> **What you should do**:
All lines in the records that carry the string "authorize" are to be shown.

Excerpts from a dataset:
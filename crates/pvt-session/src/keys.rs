//! Typed keys for per-cell bookkeeping
//!
//! Keys are structs rather than formatted strings, so a verb containing a
//! hyphen can never collide with another verb's column suffix.

use parking_lot::Mutex;
use std::collections::HashSet;
use std::hash::Hash;

/// One cell of the matrix
#[derive(Debug, Clone, PartialEq, Eq, Hash)]
pub struct CellKey {
    /// Row verb
    pub verb: String,
    /// Column index
    pub column: usize,
}

impl CellKey {
    /// Create a key
    #[inline]
    #[must_use]
    pub fn new(verb: impl Into<String>, column: usize) -> Self {
        Self {
            verb: verb.into(),
            column,
        }
    }
}

/// Verb + preposition pair used for example sentences
#[derive(Debug, Clone, PartialEq, Eq, Hash)]
pub struct ExampleKey {
    /// Row verb
    pub verb: String,
    /// Preposition label
    pub preposition: String,
}

impl ExampleKey {
    /// Create a key
    #[inline]
    #[must_use]
    pub fn new(verb: impl Into<String>, preposition: impl Into<String>) -> Self {
        Self {
            verb: verb.into(),
            preposition: preposition.into(),
        }
    }
}

/// Set of keys with an outstanding network call
#[derive(Debug)]
pub struct InFlight<K> {
    keys: Mutex<HashSet<K>>,
}

impl<K: Eq + Hash + Clone> InFlight<K> {
    /// Empty set
    #[must_use]
    pub fn new() -> Self {
        Self {
            keys: Mutex::new(HashSet::new()),
        }
    }

    /// Claim `key`; false if it was already claimed
    pub fn try_begin(&self, key: K) -> bool {
        self.keys.lock().insert(key)
    }

    /// Release `key`
    pub fn finish(&self, key: &K) {
        self.keys.lock().remove(key);
    }

    /// Claim `key` until the returned guard is dropped
    pub fn begin(&self, key: K) -> Option<InFlightGuard<'_, K>> {
        if self.try_begin(key.clone()) {
            Some(InFlightGuard { set: self, key })
        } else {
            None
        }
    }

    /// Whether `key` is claimed
    #[must_use]
    pub fn contains(&self, key: &K) -> bool {
        self.keys.lock().contains(key)
    }

    /// Number of claimed keys
    #[must_use]
    pub fn len(&self) -> usize {
        self.keys.lock().len()
    }

    /// Whether nothing is claimed
    #[must_use]
    pub fn is_empty(&self) -> bool {
        self.keys.lock().is_empty()
    }

    /// Claimed keys matching `pred`
    pub fn snapshot_where(&self, pred: impl Fn(&K) -> bool) -> Vec<K> {
        self.keys.lock().iter().filter(|k| pred(k)).cloned().collect()
    }
}

/// Releases its key on drop
#[derive(Debug)]
pub struct InFlightGuard<'a, K: Eq + Hash + Clone> {
    set: &'a InFlight<K>,
    key: K,
}

impl<K: Eq + Hash + Clone> InFlightGuard<'_, K> {
    /// Claimed key
    #[must_use]
    pub fn key(&self) -> &K {
        &self.key
    }
}

impl<K: Eq + Hash + Clone> Drop for InFlightGuard<'_, K> {
    fn drop(&mut self) {
        self.set.finish(&self.key);
    }
}

impl<K: Eq + Hash + Clone> Default for InFlight<K> {
    fn default() -> Self {
        Self::new()
    }
}

#[cfg(test)]
mod tests {
    use super::*;

    #[test]
    fn keys_compare_by_field() {
        // Concatenated without a separator, both would read "Ask10".
        let set = InFlight::new();
        assert!(set.try_begin(CellKey::new("Ask1", 0)));
        assert!(set.try_begin(CellKey::new("Ask", 10)));
        assert_eq!(set.len(), 2);
    }

    #[test]
    fn begin_is_exclusive_until_finish() {
        let set = InFlight::new();
        let key = ExampleKey::new("Look", "After");
        assert!(set.try_begin(key.clone()));
        assert!(!set.try_begin(key.clone()));
        assert!(set.contains(&key));
        set.finish(&key);
        assert!(set.is_empty());
        assert!(set.try_begin(key));
    }

    #[test]
    fn guard_releases_on_drop() {
        let set = InFlight::new();
        {
            let guard = set.begin(CellKey::new("Ask", 3));
            assert!(guard.is_some());
            assert!(set.begin(CellKey::new("Ask", 3)).is_none());
        }
        assert!(set.is_empty());
    }

    #[test]
    fn snapshot_filters() {
        let set = InFlight::new();
        set.try_begin(CellKey::new("Ask", 0));
        set.try_begin(CellKey::new("Ask", 1));
        set.try_begin(CellKey::new("Be", 0));
        let mut ask = set.snapshot_where(|k| k.verb == "Ask");
        ask.sort_by_key(|k| k.column);
        assert_eq!(ask, vec![CellKey::new("Ask", 0), CellKey::new("Ask", 1)]);
    }
}
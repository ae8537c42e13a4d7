//! Verb matrix store
//!
//! Holds every verb row for one user, always normalized to the injected
//! schema and ordered with [`locale_cmp`]. At most one row exists per
//! lowercased verb.

use crate::collation::locale_cmp;
use crate::error::MatrixError;
use crate::normalize::{normalize_with_adjustment, Adjustment};
use crate::row::{StoredRow, VerbRow};
use crate::schema::PrepositionSchema;
use crate::validation::{validate_meaning, validate_verb};
use std::collections::HashSet;
use std::sync::Arc;

/// Ordered, per-user collection of verb rows
#[derive(Debug, Clone)]
pub struct VerbMatrix {
    schema: Arc<PrepositionSchema>,
    rows: Vec<VerbRow>,
}

impl VerbMatrix {
    /// Empty matrix under `schema`
    #[inline]
    #[must_use]
    pub fn new(schema: Arc<PrepositionSchema>) -> Self {
        Self {
            schema,
            rows: Vec::new(),
        }
    }

    /// Build from loaded rows
    ///
    /// Each row is normalized to the schema. A later row whose verb matches an
    /// earlier one case-insensitively is dropped.
    pub fn from_rows<I>(schema: Arc<PrepositionSchema>, rows: I) -> Self
    where
        I: IntoIterator<Item = VerbRow>,
    {
        let mut seen = HashSet::new();
        let mut out = Vec::new();

        for row in rows {
            if !seen.insert(row.key()) {
                tracing::warn!("Dropping duplicate row for verb '{}'", row.verb);
                continue;
            }

            let (meanings, adjustment) = normalize_with_adjustment(&row.meanings, &schema);
            match adjustment {
                Adjustment::Unchanged => {}
                Adjustment::Truncated(dropped) => tracing::warn!(
                    "Truncated {} trailing meanings from '{}' to fit schema {}",
                    dropped,
                    row.verb,
                    schema.version()
                ),
                other => tracing::debug!("Normalized '{}': {:?}", row.verb, other),
            }

            out.push(VerbRow {
                verb: row.verb,
                meanings,
            });
        }

        let mut matrix = Self { schema, rows: out };
        matrix.sort();
        matrix
    }

    /// Add a verb with all meanings empty
    ///
    /// The name is trimmed before it is stored.
    ///
    /// # Errors
    /// - `MatrixError::Validation` for an invalid name
    /// - `MatrixError::Duplicate` if the verb exists in any letter case
    pub fn add_verb(&mut self, name: &str) -> Result<VerbRow, MatrixError> {
        let verb = validate_verb(name)?;
        if self.find_key(&verb.to_lowercase()).is_some() {
            return Err(MatrixError::Duplicate {
                verb: verb.to_string(),
            });
        }

        let row = VerbRow::blank(verb, &self.schema);
        self.rows.push(row.clone());
        self.sort();
        Ok(row)
    }

    /// Rename a verb, keeping its meanings
    ///
    /// Renaming to a different letter case of the same verb is allowed.
    ///
    /// # Errors
    /// - `MatrixError::Validation` for an invalid new name
    /// - `MatrixError::UnknownVerb` if `old` is not present
    /// - `MatrixError::Duplicate` if another row already uses the new name
    pub fn rename_verb(&mut self, old: &str, new: &str) -> Result<&VerbRow, MatrixError> {
        let new = validate_verb(new)?.to_string();
        let idx = self.position(old).ok_or_else(|| MatrixError::UnknownVerb {
            verb: old.to_string(),
        })?;

        if let Some(other) = self.find_key(&new.to_lowercase()) {
            if other != idx {
                return Err(MatrixError::Duplicate { verb: new });
            }
        }

        self.rows[idx].verb.clone_from(&new);
        self.sort();
        self.get(&new).ok_or(MatrixError::UnknownVerb { verb: new })
    }

    /// Remove a verb; absent verbs are ignored
    pub fn delete_verb(&mut self, name: &str) -> Option<VerbRow> {
        let idx = self.position(name)?;
        Some(self.rows.remove(idx))
    }

    /// Replace one meaning
    ///
    /// # Errors
    /// - `MatrixError::Validation` if `value` is over the length limit
    /// - `MatrixError::ColumnOutOfRange` if `column` is outside the schema
    /// - `MatrixError::UnknownVerb` if the verb is not present
    pub fn set_meaning(
        &mut self,
        verb: &str,
        column: usize,
        value: impl Into<String>,
    ) -> Result<(), MatrixError> {
        let value = value.into();
        validate_meaning(&value)?;

        if column >= self.schema.len() {
            return Err(MatrixError::ColumnOutOfRange {
                index: column,
                len: self.schema.len(),
            });
        }

        let idx = self.position(verb).ok_or_else(|| MatrixError::UnknownVerb {
            verb: verb.to_string(),
        })?;
        self.rows[idx].meanings[column] = value;
        Ok(())
    }

    /// Fill still-empty slots of `verb` with fetched meanings
    ///
    /// Slots the user edited in the meantime are kept. Values that fail
    /// validation are skipped. Returns the number of slots filled, or `None`
    /// if the verb is gone.
    pub fn fill_empty_meanings(&mut self, verb: &str, fetched: &[String]) -> Option<usize> {
        let idx = self.position(verb)?;
        let row = &mut self.rows[idx];
        let mut filled = 0;

        for (slot, value) in row.meanings.iter_mut().zip(fetched) {
            if !slot.is_empty() || value.is_empty() {
                continue;
            }
            if let Err(e) = validate_meaning(value) {
                tracing::warn!("Skipping fetched meaning for '{}': {}", row.verb, e);
                continue;
            }
            slot.clone_from(value);
            filled += 1;
        }

        Some(filled)
    }

    /// Row for an exact verb name
    #[must_use]
    pub fn get(&self, verb: &str) -> Option<&VerbRow> {
        self.rows.iter().find(|r| r.verb == verb)
    }

    /// Whether a verb exists in any letter case
    #[must_use]
    pub fn contains(&self, verb: &str) -> bool {
        self.find_key(&verb.trim().to_lowercase()).is_some()
    }

    /// Rows in display order
    #[inline]
    #[must_use]
    pub fn rows(&self) -> &[VerbRow] {
        &self.rows
    }

    /// Verb names in display order
    pub fn verbs(&self) -> impl Iterator<Item = &str> {
        self.rows.iter().map(|r| r.verb.as_str())
    }

    /// Number of rows
    #[inline]
    #[must_use]
    pub fn len(&self) -> usize {
        self.rows.len()
    }

    /// Whether the matrix has no rows
    #[inline]
    #[must_use]
    pub fn is_empty(&self) -> bool {
        self.rows.is_empty()
    }

    /// Active schema
    #[inline]
    #[must_use]
    pub fn schema(&self) -> &Arc<PrepositionSchema> {
        &self.schema
    }

    /// Every row in persisted form, tagged with the schema version
    #[must_use]
    pub fn to_stored(&self, user_id: &str) -> Vec<StoredRow> {
        let version = self.schema.version();
        self.rows
            .iter()
            .map(|r| StoredRow::from_row(user_id, r, version))
            .collect()
    }

    fn position(&self, verb: &str) -> Option<usize> {
        self.rows.iter().position(|r| r.verb == verb)
    }

    fn find_key(&self, key: &str) -> Option<usize> {
        self.rows.iter().position(|r| r.verb.to_lowercase() == key)
    }

    // `sort_by` is stable: rows that compare equal keep their relative order.
    fn sort(&mut self) {
        self.rows.sort_by(|a, b| locale_cmp(&a.verb, &b.verb));
    }
}
//! HTTP adapters for a hosted backend
//!
//! - [`RestRowStore`]: PostgREST-style table access (`/rest/v1/<table>`)
//! - [`EdgeFunctionClient`]: JSON functions (`/functions/v1/<name>`) for
//!   translations and example sentences
//!
//! The table is expected to have `user_id`, `verb`, `meanings` (text array) and
//! a nullable integer `schema_version`, with a unique constraint on
//! `(user_id, verb)`.

use crate::error::GatewayError;
use crate::traits::{
    ExampleRequest, ExampleService, RowStore, TranslationRequest, TranslationService,
};
use async_trait::async_trait;
use pvt_matrix::{SchemaVersion, StoredRow};
use reqwest::{Client, Method, RequestBuilder, Response};
use serde::{Deserialize, Serialize};
use std::time::Duration;

const MAX_ERROR_BODY: usize = 512;
const DEFAULT_TIMEOUT: Duration = Duration::from_secs(30);

/// Where and how to reach the hosted backend
#[derive(Debug, Clone, PartialEq, Eq, Serialize, Deserialize)]
pub struct ServiceEndpoint {
    /// Project base URL, e.g. `https://abc.example.co`
    pub base_url: String,
    /// Public API key sent as `apikey`
    pub api_key: String,
    /// User access token; the API key is used as bearer when absent
    #[serde(default)]
    pub access_token: Option<String>,
}

impl ServiceEndpoint {
    /// Create an endpoint
    #[must_use]
    pub fn new(base_url: impl Into<String>, api_key: impl Into<String>) -> Self {
        Self {
            base_url: base_url.into(),
            api_key: api_key.into(),
            access_token: None,
        }
    }

    /// With a user access token
    #[must_use]
    pub fn with_access_token(mut self, token: impl Into<String>) -> Self {
        self.access_token = Some(token.into());
        self
    }

    fn url(&self, path: &str) -> String {
        format!("{}/{}", self.base_url.trim_end_matches('/'), path)
    }

    fn authorize(&self, builder: RequestBuilder) -> RequestBuilder {
        let bearer = self.access_token.as_deref().unwrap_or(&self.api_key);
        builder.header("apikey", &self.api_key).bearer_auth(bearer)
    }

    fn validate(&self) -> Result<(), GatewayError> {
        if !(self.base_url.starts_with("http://") || self.base_url.starts_with("https://")) {
            return Err(GatewayError::Config(format!(
                "base url must be http(s), got '{}'",
                self.base_url
            )));
        }
        if self.api_key.is_empty() {
            return Err(GatewayError::Config("api key is empty".to_string()));
        }
        Ok(())
    }
}

fn build_client() -> Result<Client, GatewayError> {
    Client::builder()
        .timeout(DEFAULT_TIMEOUT)
        .build()
        .map_err(|e| GatewayError::Config(e.to_string()))
}

async fn check(service: &'static str, response: Response) -> Result<Response, GatewayError> {
    let status = response.status();
    if status.is_success() {
        return Ok(response);
    }
    let mut body = response.text().await.unwrap_or_default();
    if body.len() > MAX_ERROR_BODY {
        let mut cut = MAX_ERROR_BODY;
        while !body.is_char_boundary(cut) {
            cut -= 1;
        }
        body.truncate(cut);
    }
    Err(GatewayError::Status {
        service,
        status: status.as_u16(),
        body,
    })
}

fn eq(value: &str) -> String {
    format!("eq.{value}")
}

/// Row store speaking PostgREST conventions
#[derive(Debug, Clone)]
pub struct RestRowStore {
    client: Client,
    endpoint: ServiceEndpoint,
    table: String,
}

impl RestRowStore {
    const SERVICE: &'static str = "row store";

    /// Create a store for `table`
    ///
    /// # Errors
    /// `GatewayError::Config` for a malformed endpoint or client setup failure
    pub fn new(endpoint: ServiceEndpoint, table: impl Into<String>) -> Result<Self, GatewayError> {
        endpoint.validate()?;
        Ok(Self {
            client: build_client()?,
            endpoint,
            table: table.into(),
        })
    }

    fn request(&self, method: Method) -> RequestBuilder {
        let url = self.endpoint.url(&format!("rest/v1/{}", self.table));
        self.endpoint.authorize(self.client.request(method, url))
    }
}

#[async_trait]
impl RowStore for RestRowStore {
    async fn select(&self, user_id: &str) -> Result<Vec<StoredRow>, GatewayError> {
        tracing::debug!("Selecting rows for user {}", user_id);
        let response = self
            .request(Method::GET)
            .query(&[
                ("select", "*".to_string()),
                ("user_id", eq(user_id)),
                ("order", "verb.asc".to_string()),
            ])
            .send()
            .await?;
        check(Self::SERVICE, response)
            .await?
            .json::<Vec<StoredRow>>()
            .await
            .map_err(|e| GatewayError::Decode {
                service: Self::SERVICE,
                reason: e.to_string(),
            })
    }

    async fn insert(&self, rows: &[StoredRow]) -> Result<(), GatewayError> {
        if rows.is_empty() {
            return Ok(());
        }
        let response = self
            .request(Method::POST)
            .header("Prefer", "return=minimal")
            .json(rows)
            .send()
            .await?;
        match check(Self::SERVICE, response).await {
            Err(GatewayError::Status { status: 409, .. }) => Err(GatewayError::Conflict {
                verb: rows[0].verb.clone(),
            }),
            other => other.map(|_| ()),
        }
    }

    async fn upsert(&self, row: &StoredRow) -> Result<(), GatewayError> {
        let response = self
            .request(Method::POST)
            .query(&[("on_conflict", "user_id,verb")])
            .header("Prefer", "resolution=merge-duplicates,return=minimal")
            .json(&[row])
            .send()
            .await?;
        check(Self::SERVICE, response).await.map(|_| ())
    }

    async fn update_meanings(
        &self,
        user_id: &str,
        verb: &str,
        meanings: &[String],
        version: SchemaVersion,
    ) -> Result<(), GatewayError> {
        let body = serde_json::json!({
            "meanings": meanings,
            "schema_version": version,
        });
        let response = self
            .request(Method::PATCH)
            .query(&[("user_id", eq(user_id)), ("verb", eq(verb))])
            .header("Prefer", "return=minimal")
            .json(&body)
            .send()
            .await?;
        check(Self::SERVICE, response).await.map(|_| ())
    }

    async fn delete(&self, user_id: &str, verb: &str) -> Result<(), GatewayError> {
        let response = self
            .request(Method::DELETE)
            .query(&[("user_id", eq(user_id)), ("verb", eq(verb))])
            .send()
            .await?;
        check(Self::SERVICE, response).await.map(|_| ())
    }
}

#[derive(Debug, Deserialize)]
struct TranslationResponse {
    #[serde(default)]
    translation: Option<String>,
}

#[derive(Debug, Deserialize)]
struct ExampleResponse {
    #[serde(default)]
    example: Option<String>,
}

/// Client for hosted JSON functions
#[derive(Debug, Clone)]
pub struct EdgeFunctionClient {
    client: Client,
    endpoint: ServiceEndpoint,
    translate_function: String,
    example_function: String,
}

impl EdgeFunctionClient {
    /// Default translation function name
    pub const TRANSLATE_FUNCTION: &'static str = "translate-phrasal-verb";
    /// Default example function name
    pub const EXAMPLE_FUNCTION: &'static str = "generate-example";

    /// Create a client with the default function names
    ///
    /// # Errors
    /// `GatewayError::Config` for a malformed endpoint or client setup failure
    pub fn new(endpoint: ServiceEndpoint) -> Result<Self, GatewayError> {
        endpoint.validate()?;
        Ok(Self {
            client: build_client()?,
            endpoint,
            translate_function: Self::TRANSLATE_FUNCTION.to_string(),
            example_function: Self::EXAMPLE_FUNCTION.to_string(),
        })
    }

    /// Override function names
    #[must_use]
    pub fn with_functions(
        mut self,
        translate: impl Into<String>,
        example: impl Into<String>,
    ) -> Self {
        self.translate_function = translate.into();
        self.example_function = example.into();
        self
    }

    async fn invoke<B, R>(&self, service: &'static str, name: &str, body: &B) -> Result<R, GatewayError>
    where
        B: Serialize + Sync,
        R: for<'de> Deserialize<'de>,
    {
        let url = self.endpoint.url(&format!("functions/v1/{name}"));
        let response = self
            .endpoint
            .authorize(self.client.post(url))
            .json(body)
            .send()
            .await?;
        check(service, response)
            .await?
            .json::<R>()
            .await
            .map_err(|e| GatewayError::Decode {
                service,
                reason: e.to_string(),
            })
    }
}

#[async_trait]
impl TranslationService for EdgeFunctionClient {
    async fn translate(&self, request: TranslationRequest) -> Result<String, GatewayError> {
        let response: TranslationResponse = self
            .invoke("translate", &self.translate_function, &request)
            .await?;
        Ok(response.translation.unwrap_or_default())
    }
}

#[async_trait]
impl ExampleService for EdgeFunctionClient {
    async fn example(&self, request: ExampleRequest) -> Result<String, GatewayError> {
        let response: ExampleResponse = self
            .invoke("example", &self.example_function, &request)
            .await?;
        Ok(response.example.unwrap_or_default())
    }
}

#[cfg(test)]
mod tests {
    use super::*;

    #[test]
    fn endpoint_urls_join_cleanly() {
        let endpoint = ServiceEndpoint::new("https://abc.example.co/", "key");
        assert_eq!(
            endpoint.url("rest/v1/phrasal_verbs"),
            "https://abc.example.co/rest/v1/phrasal_verbs"
        );
    }

    #[test]
    fn endpoint_validation() {
        assert!(ServiceEndpoint::new("ftp://x", "key").validate().is_err());
        assert!(ServiceEndpoint::new("https://x", "").validate().is_err());
        assert!(ServiceEndpoint::new("https://x", "key").validate().is_ok());
    }

    #[test]
    fn constructors_reject_bad_config() {
        assert!(matches!(
            RestRowStore::new(ServiceEndpoint::new("nope", "key"), "phrasal_verbs"),
            Err(GatewayError::Config(_))
        ));
        assert!(EdgeFunctionClient::new(ServiceEndpoint::new("https://x", "key")).is_ok());
    }

    #[test]
    fn filters_use_eq_operator() {
        assert_eq!(eq("Look"), "eq.Look");
    }

    #[test]
    fn translation_response_tolerates_missing_field() {
        let resp: TranslationResponse = serde_json::from_str("{}").unwrap();
        assert!(resp.translation.is_none());
        let resp: ExampleResponse = serde_json::from_str(r#"{"example":"A|B"}"#).unwrap();
        assert_eq!(resp.example.as_deref(), Some("A|B"));
    }
}
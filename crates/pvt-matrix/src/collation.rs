//! Locale-aware verb ordering
//!
//! Three comparison levels, in the manner of the Unicode Collation Algorithm:
//! 1. base letters, ignoring accents and case
//! 2. accents
//! 3. case, lowercase first
//!
//! Strings equal at all three levels compare `Equal`, so a stable sort keeps
//! their insertion order.

use std::cmp::Ordering;
use unicode_normalization::char::is_combining_mark;
use unicode_normalization::UnicodeNormalization;

/// Compare two verbs for display order
#[must_use]
pub fn locale_cmp(left: &str, right: &str) -> Ordering {
    primary_key(left)
        .cmp(&primary_key(right))
        .then_with(|| secondary_key(left).cmp(&secondary_key(right)))
        .then_with(|| tertiary_key(left).cmp(&tertiary_key(right)))
}

fn primary_key(s: &str) -> Vec<char> {
    s.nfd()
        .filter(|c| !is_combining_mark(*c))
        .flat_map(char::to_lowercase)
        .collect()
}

fn secondary_key(s: &str) -> Vec<char> {
    s.nfd().flat_map(char::to_lowercase).collect()
}

fn tertiary_key(s: &str) -> Vec<bool> {
    s.nfd()
        .filter(|c| !is_combining_mark(*c))
        .map(char::is_uppercase)
        .collect()
}

#[cfg(test)]
mod tests {
    use super::*;

    #[test]
    fn alphabetical_ignoring_case() {
        assert_eq!(locale_cmp("apple", "Banana"), Ordering::Less);
        assert_eq!(locale_cmp("Zebra", "apple"), Ordering::Greater);
    }

    #[test]
    fn lowercase_sorts_before_uppercase() {
        assert_eq!(locale_cmp("apple", "Apple"), Ordering::Less);
        assert_eq!(locale_cmp("Apple", "Banana"), Ordering::Less);
    }

    #[test]
    fn accents_are_secondary() {
        assert_eq!(locale_cmp("eclair", "éclair"), Ordering::Less);
        assert_eq!(locale_cmp("éclair", "Ezra"), Ordering::Less);
    }

    #[test]
    fn prefix_sorts_first() {
        assert_eq!(locale_cmp("Set", "Set up"), Ordering::Less);
        assert_eq!(locale_cmp("Set up", "Setup"), Ordering::Less);
    }

    #[test]
    fn identical_strings_are_equal() {
        assert_eq!(locale_cmp("Ask", "Ask"), Ordering::Equal);
    }
}
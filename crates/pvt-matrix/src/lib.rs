//! PVT Matrix - verb/preposition meaning grid
//!
//! The testable core of the phrasal verb table:
//! - [`PrepositionSchema`]: ordered column labels for one schema version
//! - [`normalize`]: reconciles stored rows with the active schema
//! - [`VerbMatrix`]: per-user rows with validation and locale ordering
//! - [`SchemaMigration`]: version-guarded column insertion
//!
//! # Example
//!
//! ```rust
//! use pvt_matrix::{PrepositionSchema, VerbMatrix};
//! use std::sync::Arc;
//!
//! let mut matrix = VerbMatrix::new(Arc::new(PrepositionSchema::current()));
//! matrix.add_verb("Zebra").unwrap();
//! matrix.add_verb("Apple").unwrap();
//! matrix.set_meaning("Apple", 0, "Sobre manzanas").unwrap();
//!
//! assert_eq!(matrix.verbs().collect::<Vec<_>>(), vec!["Apple", "Zebra"]);
//! ```

#![warn(missing_docs)]
#![warn(unreachable_pub)]

pub mod collation;
pub mod error;
pub mod matrix;
pub mod migration;
pub mod normalize;
pub mod row;
pub mod schema;
pub mod validation;

// Re-exports
pub use collation::locale_cmp;
pub use error::{MatrixError, SchemaError, ValidationError, MAX_MEANING_CHARS, MAX_VERB_CHARS};
pub use matrix::VerbMatrix;
pub use migration::{MigrationDecision, SchemaMigration};
pub use normalize::{normalize, normalize_with_adjustment, Adjustment};
pub use row::{StoredRow, VerbRow};
pub use schema::{PrepositionSchema, SchemaVersion};
pub use validation::{validate_meaning, validate_verb};

/// Prelude module for common imports
pub mod prelude {
    //! Common imports for working with the matrix
    pub use crate::{
        MatrixError, PrepositionSchema, SchemaVersion, StoredRow, ValidationError, VerbMatrix,
        VerbRow,
    };
}

/// Version of this crate
pub const VERSION: &str = env!("CARGO_PKG_VERSION");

> **Task output**:
    fn authorize(&self, builder: RequestBuilder) -> RequestBuilder {
        self.endpoint.authorize(self.client.request(method, url))
            .authorize(self.client.post(url))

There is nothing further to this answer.